Tuesday, November 07, 2023

Power Law of Crime

Ed West over at "The Wrong Side of History" had an essay this summer The Power Law of Crime, which discusses how few criminals commit most of the serious crime.

Contrary to what received opinion in Britain believes, America is not a particularly punitive country; in fact criminals are often allowed to repeatedly offend until the inevitable tragedy happens.

The post cites analysis by the National Institute for Criminal Justice Reform which finds that ‘Overall, most victims and suspects with prior criminal offenses had been arrested about 11 times for about 13 different offenses by the time of the homicide. This count only refers to adult arrests and juvenile arrests were not included.’

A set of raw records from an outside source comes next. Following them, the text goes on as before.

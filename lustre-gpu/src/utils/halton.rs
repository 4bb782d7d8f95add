use glam::{vec2, Vec2};

/// Number of distinct sub-pixel offsets before the jitter pattern repeats.
pub const JITTER_PERIOD: u32 = 16;

/// Returns `index`-th element of the Halton low-discrepancy sequence in given
/// base, in range `0..1`.
pub fn halton(mut index: u32, base: u32) -> f32 {
    let mut f = 1.0;
    let mut r = 0.0;

    while index > 0 {
        f /= base as f32;
        r += f * (index % base) as f32;
        index /= base;
    }

    r
}

/// Returns camera jitter for given frame, in pixels (`-0.5..0.5` on each
/// axis); consumed by temporal anti-aliasing.
pub fn jitter(frame: u32) -> Vec2 {
    let index = frame % JITTER_PERIOD + 1;

    vec2(halton(index, 2), halton(index, 3)) - Vec2::splat(0.5)
}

In Washington DC, about 60–70% of all gun violence is carried out by just 500 individuals, and the same Pareto principle applies to shoplifting, the bane of big liberal cities like San Francisco or Vancouver, where 40 offenders were arrested 6,000 times in a year.

According to the New York Times, ‘Nearly a third of all shoplifting arrests in New York City last year involved just 327 people, the police said. Collectively, they were arrested and rearrested more than 6,000 times.’ That third is therefore committed by less than 0.004% of New York’s population.

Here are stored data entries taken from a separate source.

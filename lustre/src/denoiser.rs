mod resources;

use anyhow::Result;
use derivative::Derivative;
use glam::UVec2;
use log::{debug, info, trace};
use lustre_gpu as gpu;

pub use self::resources::*;
use crate::{
    Command, DenoiserConfig, DenoiserKind, Device, ImageId, OutputStage,
    RayTraceScale, Recorder, ReprojectCommand, ResourceState, StateTracker,
};

/// G-buffer images consumed by the denoiser; each of them must have mip
/// levels down to the denoiser's scale.
#[derive(Clone, Copy, Debug, PartialEq, Eq)]
pub struct GBuffer {
    /// This frame's normals (xyz) and linear depth (w)
    pub curr: ImageId,

    /// Previous frame's normals and linear depth
    pub prev: ImageId,

    /// Motion vectors (xy), in UV units, pointing into the previous frame
    pub motion: ImageId,
}

#[derive(Clone, Copy, Debug)]
pub struct DenoiserInputs {
    /// Noisy signal at the denoiser's working resolution; alpha carries the
    /// hit distance for signals reprojected through it
    pub signal: ImageId,

    pub gbuffer: GBuffer,
    pub camera: gpu::Camera,
}

#[derive(Clone, Copy, Debug, PartialEq, Eq)]
pub enum Lifecycle {
    /// Just created (or reset): history holds garbage and has to be cleared
    /// before it's read
    Constructed,

    /// History contains valid data from the previous frame
    Steady,
}

/// What got recorded during the latest frame.
#[derive(Clone, Copy, Debug)]
struct RecordedFrame {
    parity: gpu::FrameParity,
    signal: ImageId,
    atrous_output: ImageId,
}
use glam::{UVec2, Vec3, Vec4, Vec4Swizzles};

use crate::{ImageRead, LUSTRE_EPSILON};

/// Maximum relative depth difference for two surfaces to be considered the
/// same during reprojection.
pub const REPROJECTION_MAX_DEPTH_DIFF: f32 = 0.1;

/// Minimum cosine between normals for two surfaces to be considered the same
/// during reprojection.
pub const REPROJECTION_MIN_NORMAL_DOT: f32 = 0.9;

/// Geometric attributes of a single G-buffer texel.
///
/// Stored as one RGBA32F texel: xyz = world-space normal, w = linear depth;
/// non-positive depth marks pixels that hit nothing (sky).
#[derive(Clone, Copy, Default, Debug, PartialEq)]
pub struct GBufferEntry {
    pub normal: Vec3,
    pub depth: f32,
}

impl GBufferEntry {
    pub fn new(normal: Vec3, depth: f32) -> Self {
        Self { normal, depth }
    }

    pub fn sky() -> Self {
        Self::default()
    }

    pub fn unpack(d0: Vec4) -> Self {
        Self {
            normal: d0.xyz(),
            depth: d0.w,
        }
    }

    pub fn pack(self) -> Vec4 {
        self.normal.extend(self.depth)
    }

    pub fn load(image: &impl ImageRead, pos: UVec2) -> Self {
        Self::unpack(image.load(pos))
    }

    pub fn is_sky(&self) -> bool {
        self.depth <= 0.0
    }

    /// Returns whether `other` describes (roughly) the same surface; used to
    /// reject history samples after disocclusion.
    pub fn matches(&self, other: &Self) -> bool {
        if self.is_sky() || other.is_sky() {
            return false;
        }

        let depth_diff =
            (self.depth - other.depth).abs() / self.depth.max(LUSTRE_EPSILON);

        depth_diff < REPROJECTION_MAX_DEPTH_DIFF
            && self.normal.dot(other.normal) > REPROJECTION_MIN_NORMAL_DOT
    }

    /// Edge-stopping weight on normals, `max(0, dot)^phi`.
    pub fn normal_weight(&self, other: &Self, phi: f32) -> f32 {
        self.normal.dot(other.normal).max(0.0).powf(phi)
    }
}

#[cfg(test)]
mod tests {
    use glam::vec3;

    use super::*;

    #[test]
    fn matching() {
        let a = GBufferEntry::new(Vec3::Z, 10.0);

        assert!(a.matches(&GBufferEntry::new(Vec3::Z, 10.5)));

        // Too far away
        assert!(!a.matches(&GBufferEntry::new(Vec3::Z, 12.0)));

        // Facing a different direction
        assert!(!a.matches(&GBufferEntry::new(Vec3::X, 10.0)));

        // Sky never matches anything, including itself
        assert!(!a.matches(&GBufferEntry::sky()));
        assert!(!GBufferEntry::sky().matches(&GBufferEntry::sky()));
    }

    #[test]
    fn normal_weight() {
        let a = GBufferEntry::new(Vec3::Z, 1.0);
        let b = GBufferEntry::new(vec3(0.0, 0.6, 0.8), 1.0);

        assert_eq!(1.0, a.normal_weight(&a, 32.0));
        assert_eq!(0.0, a.normal_weight(&GBufferEntry::new(-Vec3::Z, 1.0), 8.0));
        assert!((a.normal_weight(&b, 2.0) - 0.64).abs() < 1e-6);
    }
}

This squares with what I saw on the forensic side of mental health. I believe it is true that even the best of us are capable of horrible crimes under the right circumstances. Yet usually... somehow... these never come to pass. 

Yes, this is a bit related to "I Need Therapy," below.

 

4 comments:

Grim said...

“In Washington DC, about 60–70% of all gun violence is carried out by just 500 individuals.”

That sounds like an eminently solvable problem.

james said...

"Round up the usual suspects."

Christopher B said...

related, from PowerLine

https://www.powerlineblog.com/archives/2023/11/the-daily-chart-how-to-lower-murder-rates.php

Korora said...

"I believe it is true that even the best of us are capable of horrible crimes under the right circumstances."
Shakespeare's Othello and the Twilight Zone episode "The Monsters Are Due on Maple Street" are both stories of malicious temptation along those very lines. Temptation, because Othello and the residents of the 300 block still had moral agency. But it would be more bearable for them on Judgment Day than for their respective tempters.